=== WORK INSTRUCTION ===
Throughout the listing below, copy each line containing "PersonChain".

=== THE DATA ===
//! Query types and result structures

use crate::graph::{EntityStore, Event, EventId, Person, PersonId, PersonIdx};
use serde::{Deserialize, Serialize};
use thiserror::Error;

/// Errors that abort a query
#[derive(Debug, Error, PartialEq, Eq)]
pub enum QueryError {
    /// Consecutive chain members share no event: the graph or the traversal is broken
    #[error("Chain step {from} -> {to} has no shared event")]
    BrokenChain { from: PersonId, to: PersonId },

    #[error("Search gave up after expanding {expanded} persons")]
    BudgetExhausted { expanded: usize },
}

/// Result type for query operations
pub type QueryResult<T> = Result<T, QueryError>;

/// How a query endpoint is named by the caller
#[derive(Debug, Clone, PartialEq, Eq)]
pub enum Endpoint {
    /// Loose display-name text, resolved with [`EntityStore::lookup`]
    Name(String),
    /// A stable identifier resolved beforehand
    Id(PersonId),
}

impl Endpoint {
    pub fn resolve(&self, store: &EntityStore) -> Option<PersonIdx> {
        match self {
            Self::Name(text) => store.lookup(text),
            Self::Id(id) => store.person_by_id(id),
        }
    }
}

impl From<&str> for Endpoint {
    fn from(s: &str) -> Self {
        Self::Name(s.to_string())
    }
}

impl From<String> for Endpoint {
    fn from(s: String) -> Self {
        Self::Name(s)
    }
}

impl From<PersonId> for Endpoint {
    fn from(id: PersonId) -> Self {
        Self::Id(id)
    }
}

impl std::fmt::Display for Endpoint {
    fn fmt(&self, f: &mut std::fmt::Formatter<'_>) -> std::fmt::Result {
        match self {
            Self::Name(text) => write!(f, "{:?}", text),
            Self::Id(id) => write!(f, "#{}", id),
        }
    }
}

/// Person chain produced by the search, in discovery order: the search seed
/// (the query's end) first and the query's start last.
#[derive(Debug, Clone, PartialEq, Eq)]
pub struct PersonChain {
    pub(crate) persons: Vec<PersonIdx>,
}

impl PersonChain {
    /// Members from the seed outwards
    pub fn as_discovered(&self) -> &[PersonIdx] {
        &self.persons
    }

    /// Members oriented start to end
    pub fn from_start(&self) -> impl Iterator<Item = PersonIdx> + '_ {
        self.persons.iter().rev().copied()
    }

    /// Number of hops (events) in the chain
    pub fn hops(&self) -> usize {
        self.persons.len().saturating_sub(1)
    }
}

/// Raw outcome of a chain search
#[derive(Debug, Clone, PartialEq, Eq)]
pub enum SearchOutcome {
    /// Both endpoints are the same person
    Same,
    Found(PersonChain),
    NotFound,
}

/// Event fields reported in a chain step
#[derive(Debug, Clone, PartialEq, Eq, Serialize, Deserialize)]
pub struct EventSummary {
    pub id: EventId,
    pub title: String,
    pub kind: String,
}

impl From<&Event> for EventSummary {
    fn from(event: &Event) -> Self {
        Self {
            id: event.id.clone(),
            title: event.title.clone(),
            kind: event.kind.clone(),
        }
    }
}

/// Person fields reported in a chain step
#[derive(Debug, Clone, PartialEq, Eq, Serialize, Deserialize)]
pub struct PersonSummary {
    pub id: PersonId,
    pub name: String,
}

impl From<&Person> for PersonSummary {
    fn from(person: &Person) -> Self {
        Self {
            id: person.id.clone(),
            name: person.name.clone(),
        }
    }
}

/// One link of a reported chain: an event shared with the previous person,
/// and the next person reached through it
#[derive(Debug, Clone, PartialEq, Eq, Serialize, Deserialize)]
pub struct ChainStep {
    pub event: EventSummary,
    pub person: PersonSummary,
}

/// Outcome of a connection query
#[derive(Debug, Clone, PartialEq, Eq, Serialize, Deserialize)]
#[serde(tag = "outcome", content = "steps", rename_all = "snake_case")]
pub enum Connection {
    /// Both names denote the same person
    ZeroHops,
    /// Steps ordered from the start person to the end person
    Chain(Vec<ChainStep>),
    /// Unknown name, or no chain within the configured depth
    NoConnection,
}

impl Connection {
    /// Degrees of separation: `Some(0)` for the same person, `None` when unconnected
    pub fn degrees(&self) -> Option<usize> {
        match self {
            Self::ZeroHops => Some(0),
            Self::Chain(steps) => Some(steps.len()),
            Self::NoConnection => None,
        }
    }

    pub fn steps(&self) -> &[ChainStep] {
        match self {
            Self::Chain(steps) => steps,
            _ => &[],
        }
    }
}
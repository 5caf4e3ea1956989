//! Connection queries: the entry point presentation layers call

use super::chain::shortest_chain;
use super::config::SearchConfig;
use super::materialize::materialize;
use super::types::{Connection, Endpoint, QueryResult, SearchOutcome};
use crate::graph::EntityStore;

/// Query for the degrees of separation between two persons
#[derive(Debug, Clone)]
pub struct ConnectionQuery {
    /// Where the reported chain starts
    pub start: Endpoint,
    /// Where the reported chain ends
    pub end: Endpoint,
}

impl ConnectionQuery {
    /// Create a query between two endpoints (names or resolved ids)
    pub fn between(start: impl Into<Endpoint>, end: impl Into<Endpoint>) -> Self {
        Self {
            start: start.into(),
            end: end.into(),
        }
    }

    /// Execute the query.
    ///
    /// Unresolvable endpoints yield `NoConnection`, as does a pair with no
    /// chain between them. Two endpoints resolving to the same person yield
    /// `ZeroHops`. Callers that need to tell an unknown name from a
    /// disconnected one resolve the names themselves first.
    pub fn execute(&self, store: &EntityStore, config: &SearchConfig) -> QueryResult<Connection> {
        tracing::debug!(start = %self.start, end = %self.end, "connection query");

        let Some(start) = self.start.resolve(store) else {
            tracing::warn!(endpoint = %self.start, "start endpoint did not resolve");
            return Ok(Connection::NoConnection);
        };
        let Some(end) = self.end.resolve(store) else {
            tracing::warn!(endpoint = %self.end, "end endpoint did not resolve");
            return Ok(Connection::NoConnection);
        };

        match shortest_chain(store, start, end, config)? {
            SearchOutcome::Same => Ok(Connection::ZeroHops),
            SearchOutcome::NotFound => Ok(Connection::NoConnection),
            SearchOutcome::Found(chain) => Ok(Connection::Chain(materialize(store, &chain)?)),
        }
    }
}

=== SOLUTION TO THIS EXERCISE ===
pub struct PersonChain {
impl PersonChain {
    Found(PersonChain),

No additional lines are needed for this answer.